Inbox Kuruma’tá bombando de poesia! Hoje é dia de Giselly Corrêa, paraense que mora no Ceará. Estudante de jornalismo, aos 21 anos de idade e de sonho, Giselly abriu caminho até a gente e enviou dois poemas, que publicamos com essa alegria de missão cumprida, de chegar nesses Brasis todos, nesse Ceará querido e poético, de tantas vozes incríveis. Seja bem-vinda, Giselly! Portas da Kuruma’tá sempre abertas!

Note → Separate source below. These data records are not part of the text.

#[cfg(test)]
mod tests {
    use super::*;
    use crate::database::memory::MemoryStore;
    use crate::models::matches::MatchResult;
    use crate::models::player::{Player, PlayerPosition};
    use crate::models::team::Team;
    use crate::repositories::{MockMatchRepository, MockPlayerRepository, MockResultTransaction, MockTeamRepository, MockUnitOfWork, Store};

    struct Fixture {
        store: Store,
        service: MatchService,
        home: Team,
        away: Team,
        striker: Player,
    }

    fn service_for(store: &Store) -> MatchService {
        MatchService::new(
            store.matches.clone(),
            store.teams.clone(),
            store.players.clone(),
            store.unit_of_work.clone(),
        )
    }

    async fn setup() -> Fixture {
        let store = MemoryStore::new().into_store();
        let home = Team::new("Team A", 1928, "Jakarta");
        let away = Team::new("Team B", 1933, "Bandung");
        store.teams.create(&home).await.unwrap();
        store.teams.create(&away).await.unwrap();
        let striker = Player::new(home.id, "P1", PlayerPosition::Forward, 9);
        store.players.create(&striker).await.unwrap();

        Fixture {
            service: service_for(&store),
            store,
            home,
            away,
            striker,
        }
    }

    fn date() -> NaiveDate {
        NaiveDate::from_ymd_opt(2024, 8, 17).unwrap()
    }

    fn create_request(home: Uuid, away: Uuid) -> CreateMatchRequest {
        CreateMatchRequest {
            match_date: date(),
            match_time: "19:00".to_string(),
            home_team_id: home,
            away_team_id: away,
            status: None,
        }
    }

    fn goal(player: &Player, team: &Team, minute: i32) -> GoalInput {
        GoalInput {
            player_id: player.id,
            team_id: team.id,
            minute,
            is_own_goal: false,
        }
    }

    #[tokio::test]
    async fn create_schedules_a_match_without_scores() {
        let f = setup().await;

        let fixture = f.service.create(create_request(f.home.id, f.away.id)).await.unwrap();

        assert_eq!(fixture.status, MatchStatus::Scheduled);
        assert_eq!(fixture.home_score, None);
        assert_eq!(fixture.away_score, None);
        assert!(f.store.matches.exists(fixture.id).await.unwrap());
    }

    #[tokio::test]
    async fn same_team_is_rejected_even_for_unknown_teams() {
        let f = setup().await;
        let ghost = Uuid::new_v4();

        let err = f.service.create(create_request(ghost, ghost)).await.unwrap_err();
        assert!(matches!(err, AppError::SameTeamMatch));

        let err = f.service.create(create_request(f.home.id, f.home.id)).await.unwrap_err();
        assert!(matches!(err, AppError::SameTeamMatch));
    }

    #[tokio::test]
    async fn unknown_team_is_rejected() {
        let f = setup().await;

        let err = f
            .service
            .create(create_request(f.home.id, Uuid::new_v4()))
            .await
            .unwrap_err();
        assert!(matches!(err, AppError::TeamNotFound));
    }

    #[tokio::test]
    async fn create_cannot_start_completed() {
        let f = setup().await;
        let mut request = create_request(f.home.id, f.away.id);
        request.status = Some(MatchStatus::Completed);

        let err = f.service.create(request).await.unwrap_err();
        assert!(matches!(err, AppError::InvalidStatusTransition { .. }));
    }

    #[tokio::test]
    async fn malformed_kickoff_time_is_rejected() {
        let f = setup().await;
        let mut request = create_request(f.home.id, f.away.id);
        request.match_time = "7pm".to_string();

        let err = f.service.create(request).await.unwrap_err();
        assert!(matches!(err, AppError::ValidationError(_)));
    }

    #[tokio::test]
    async fn update_enforces_the_transition_table() {
        let f = setup().await;
        let fixture = f.service.create(create_request(f.home.id, f.away.id)).await.unwrap();

        let update = |status| UpdateMatchRequest {
            match_date: date(),
            match_time: "20:30".to_string(),
            home_team_id: f.home.id,
            away_team_id: f.away.id,
            status: Some(status),
        };

        let ongoing = f.service.update(fixture.id, update(MatchStatus::Ongoing)).await.unwrap();
        assert_eq!(ongoing.status, MatchStatus::Ongoing);
        assert_eq!(ongoing.match_time, "20:30");

        let err = f
            .service
            .update(fixture.id, update(MatchStatus::Scheduled))
            .await
            .unwrap_err();
        assert!(matches!(
            err,
            AppError::InvalidStatusTransition {
                from: MatchStatus::Ongoing,
                to: MatchStatus::Scheduled
            }
        ));

        let err = f
            .service
            .update(fixture.id, update(MatchStatus::Completed))
            .await
            .unwrap_err();
        assert!(matches!(err, AppError::InvalidStatusTransition { .. }));
    }

    fn unchanged_update(home: Uuid, away: Uuid) -> UpdateMatchRequest {
        UpdateMatchRequest {
            match_date: date(),
            match_time: "19:00".to_string(),
            home_team_id: home,
            away_team_id: away,
            status: None,
        }
    }

    #[tokio::test]
    async fn update_rejects_a_same_team_pairing() {
        let f = setup().await;
        let fixture = f.service.create(create_request(f.home.id, f.away.id)).await.unwrap();

        let err = f
            .service
            .update(fixture.id, unchanged_update(f.home.id, f.home.id))
            .await
            .unwrap_err();
        assert!(matches!(err, AppError::SameTeamMatch));

        let stored = f.service.get_by_id(fixture.id).await.unwrap();
        assert_eq!(stored.away_team_id, f.away.id);
    }

    #[tokio::test]
    async fn update_rechecks_teams_even_when_unchanged() {
        let f = setup().await;
        let fixture = f.service.create(create_request(f.home.id, f.away.id)).await.unwrap();
        f.store.teams.delete(f.away.id).await.unwrap();

        let err = f
            .service
            .update(fixture.id, unchanged_update(f.home.id, f.away.id))
            .await
            .unwrap_err();
        assert!(matches!(err, AppError::TeamNotFound));
    }

    #[tokio::test]
    async fn update_of_missing_match_is_not_found() {
        let f = setup().await;
        let request = UpdateMatchRequest {
            match_date: date(),
            match_time: "20:30".to_string(),
            home_team_id: f.home.id,
            away_team_id: f.away.id,
            status: None,
        };

        let err = f.service.update(Uuid::new_v4(), request).await.unwrap_err();
        assert!(matches!(err, AppError::MatchNotFound));
    }

    #[tokio::test]
    async fn recording_a_result_completes_the_match() {
        let f = setup().await;
        let fixture = f.service.create(create_request(f.home.id, f.away.id)).await.unwrap();

        let details = f
            .service
            .record_result(
                fixture.id,
                RecordResultRequest {
                    home_score: 2,
                    away_score: 1,
                    goals: vec![goal(&f.striker, &f.home, 34)],
                },
            )
            .await
            .unwrap();

        assert_eq!(details.fixture.status, MatchStatus::Completed);
        assert_eq!(details.result(), MatchResult::HomeWin);
        assert_eq!(details.goals.len(), 1);
        assert_eq!(details.goals[0].player_name.as_deref(), Some("P1"));
        assert_eq!(details.home_team.as_ref().map(|t| t.name.as_str()), Some("Team A"));
    }

    #[tokio::test]
    async fn recording_twice_replaces_the_goals() {
        let f = setup().await;
        let fixture = f.service.create(create_request(f.home.id, f.away.id)).await.unwrap();

        f.service
            .record_result(
                fixture.id,
                RecordResultRequest {
                    home_score: 2,
                    away_score: 0,
                    goals: vec![goal(&f.striker, &f.home, 10), goal(&f.striker, &f.home, 20)],
                },
            )
            .await
            .unwrap();

        let details = f
            .service
            .record_result(
                fixture.id,
                RecordResultRequest {
                    home_score: 1,
                    away_score: 1,
                    goals: vec![goal(&f.striker, &f.home, 88)],
                },
            )
            .await
            .unwrap();

        assert_eq!(details.result(), MatchResult::Draw);
        let minutes: Vec<i32> = details.goals.iter().map(|g| g.goal.minute).collect();
        assert_eq!(minutes, vec![88]);
        assert_eq!(f.store.goals.find_by_match_id(fixture.id).await.unwrap().len(), 1);
    }

    #[tokio::test]
    async fn cancelled_match_cannot_take_a_result() {
        let f = setup().await;
        let mut request = create_request(f.home.id, f.away.id);
        request.status = Some(MatchStatus::Cancelled);
        let fixture = f.service.create(request).await.unwrap();

        let err = f
            .service
            .record_result(
                fixture.id,
                RecordResultRequest {
                    home_score: 1,
                    away_score: 0,
                    goals: vec![],
                },
            )
            .await
            .unwrap_err();
        assert!(matches!(
            err,
            AppError::InvalidStatusTransition {
                from: MatchStatus::Cancelled,
                to: MatchStatus::Completed
            }
        ));
    }

    #[tokio::test]
    async fn unknown_scorer_leaves_the_match_untouched() {
        let f = setup().await;
        let fixture = f.service.create(create_request(f.home.id, f.away.id)).await.unwrap();
        let stranger = Player::new(f.away.id, "Ghost", PlayerPosition::Forward, 7);

        let err = f
            .service
            .record_result(
                fixture.id,
                RecordResultRequest {
                    home_score: 1,
                    away_score: 1,
                    goals: vec![goal(&f.striker, &f.home, 5), goal(&stranger, &f.away, 50)],
                },
            )
            .await
            .unwrap_err();
        assert!(matches!(err, AppError::PlayerNotFound));

        let stored = f.service.get_by_id(fixture.id).await.unwrap();
        assert_eq!(stored.status, MatchStatus::Scheduled);
        assert_eq!(stored.home_score, None);
        assert!(f.store.goals.find_by_match_id(fixture.id).await.unwrap().is_empty());
    }

    #[tokio::test]
    async fn out_of_range_minute_is_rejected() {
        let f = setup().await;
        let fixture = f.service.create(create_request(f.home.id, f.away.id)).await.unwrap();

        let err = f
            .service
            .record_result(
                fixture.id,
                RecordResultRequest {
                    home_score: 1,
                    away_score: 0,
                    goals: vec![goal(&f.striker, &f.home, 121)],
                },
            )
            .await
            .unwrap_err();
        assert!(matches!(err, AppError::InvalidGoalMinute(121)));
    }

    #[tokio::test]
    async fn listing_by_unknown_team_is_not_found() {
        let f = setup().await;
        let err = f
            .service
            .list(MatchFilter::Team(Uuid::new_v4()), Pagination::default())
            .await
            .unwrap_err();
        assert!(matches!(err, AppError::TeamNotFound));
    }

    #[tokio::test]
    async fn delete_hides_the_match() {
        let f = setup().await;
        let fixture = f.service.create(create_request(f.home.id, f.away.id)).await.unwrap();

        f.service.delete(fixture.id).await.unwrap();

        assert!(matches!(f.service.get_by_id(fixture.id).await, Err(AppError::MatchNotFound)));
        assert!(matches!(f.service.delete(fixture.id).await, Err(AppError::MatchNotFound)));
    }

    fn scheduled_details(home: Uuid, away: Uuid) -> MatchDetails {
        MatchDetails {
            fixture: Match::new(date(), "15:00", home, away),
            home_team: None,
            away_team: None,
            goals: vec![],
        }
    }

    #[tokio::test]
    async fn failed_goal_insert_rolls_back() {
        let details = scheduled_details(Uuid::new_v4(), Uuid::new_v4());
        let match_id = details.fixture.id;

        let mut matches = MockMatchRepository::new();
        matches
            .expect_find_by_id_with_details()
            .times(1)
            .returning(move |_| Ok(Some(details.clone())));

        let mut players = MockPlayerRepository::new();
        players.expect_exists().returning(|_| Ok(true));

        let mut unit_of_work = MockUnitOfWork::new();
        unit_of_work.expect_begin().times(1).returning(|| {
            let mut tx = MockResultTransaction::new();
            tx.expect_delete_goals_by_match().never();
            tx.expect_update_match().times(1).returning(|_| Ok(()));
            tx.expect_insert_goals()
                .times(1)
                .returning(|_| Err(AppError::internal("write conflict")));
            tx.expect_rollback().times(1).returning(|| Ok(()));
            tx.expect_commit().never();
            Ok(Box::new(tx) as Box<dyn ResultTransaction>)
        });

        let service = MatchService::new(
            Arc::new(matches),
            Arc::new(MockTeamRepository::new()),
            Arc::new(players),
            Arc::new(unit_of_work),
        );

        let err = service
            .record_result(
                match_id,
                RecordResultRequest {
                    home_score: 1,
                    away_score: 0,
                    goals: vec![GoalInput {
                        player_id: Uuid::new_v4(),
                        team_id: Uuid::new_v4(),
                        minute: 12,
                        is_own_goal: false,
                    }],
                },
            )
            .await
            .unwrap_err();

        assert!(matches!(err, AppError::Internal(_)));
    }

    #[tokio::test]
    async fn store_failure_passes_through_before_any_write() {
        let mut matches = MockMatchRepository::new();
        matches
            .expect_find_by_id_with_details()
            .returning(|_| Err(AppError::internal("connection reset")));

        let mut unit_of_work = MockUnitOfWork::new();
        unit_of_work.expect_begin().never();

        let service = MatchService::new(
            Arc::new(matches),
            Arc::new(MockTeamRepository::new()),
            Arc::new(MockPlayerRepository::new()),
            Arc::new(unit_of_work),
        );

        let err = service
            .record_result(
                Uuid::new_v4(),
                RecordResultRequest {
                    home_score: 0,
                    away_score: 0,
                    goals: vec![],
                },
            )
            .await
            .unwrap_err();
        assert!(matches!(err, AppError::Internal(_)));
    }
}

conheci Jesus, minha senhora
é uma mãe preta
uma avó cozinheira,
uma professora, uma artista,
uma faxineira
no meio de nós
bateram à porta, atendi
eram as irmãs da igreja
e suas saias tão longas
quanto seus cabelos
“minha filha, você aceita jesus?”
e ele mandou solicitação?
repreende senhor, diz a senhora
todo domingo
é dia de evangelizar
levar aos perdidos
como eu
o Deus, sua propriedade
o homem branco, o salvador
criador dos céus e da terra, redentor
logo esse Deus, tão diferente de mim
Mulher, trans, LGBTQI
além de tudo
pecadora
e sem um tostão pra contribuir
Que Deus vai me querer assim?
quando refleti me despedi
já conheço Deus e seu filho Jesus
pega ônibus comigo, pediu ajuda pra mim
tá na rua, pedindo socorro
implorando aos próprios filhos
piedade
amai-vos uns aos outros
não é assim que vos ensinei?
conheci Jesus, minha senhora
é uma mãe preta
uma avó cozinheira,
uma professora, uma artista,
uma faxineira
e também a vagabunda
que vocês julgam, apedrejam, perseguem
e todo vez que escuto
Deus acima de tudo
estremeço
mas elas não foram embora
sem antes dizer
“deus esteja convosco”
em um reflexo respondi:
“Ele está no meio de nós”
Brasil, 2022
Todo dia tento ser otimista
Quando sol interrompe meus sonhos
acordo e penso
“dia lindo, dia de ser otimista”
Coloco pra dentro um café sem pão,
Ligo a tevê,
Desgraça, fome, trapaça, destruição
Desligo. É dia de ser otimista
feliz, o vizinho me diz
que o auxílio vai chegar
a gasolina baixar e o povo se armar
daí atravesso a rua
e um irmão me pede:
água, dinheiro, comida, emprego
Dou um tostão, é tudo que tenho, perdão
Subo no busão, passagem aumentou
vou caminhando trabalhar
em risco a vida, a carteira,
e a alegria de voltar
mas tento ser otimista.
oito horas me esperam,
berros do chefe,
trabalho duro
e o salário compensa?
mil-duzentos-e-doze
mal dá pra merenda,
pra parte da igreja, pro quilo da calabresa
ainda sim
tento ser otimista
porque se minha mãe dizia
filho, deus proverá
ser otimista não é mais uma escolha
é a única forma de continuar
Versos de uma tarde de sábado, de trabalho,
a 15 dias da eleição
apesar de tudo, o otimismo
Giselly Corrêa Barata é paraense radicada no Ceará, 21 anos, estudante de jornalismo que vez ou outra se aventura na ficção.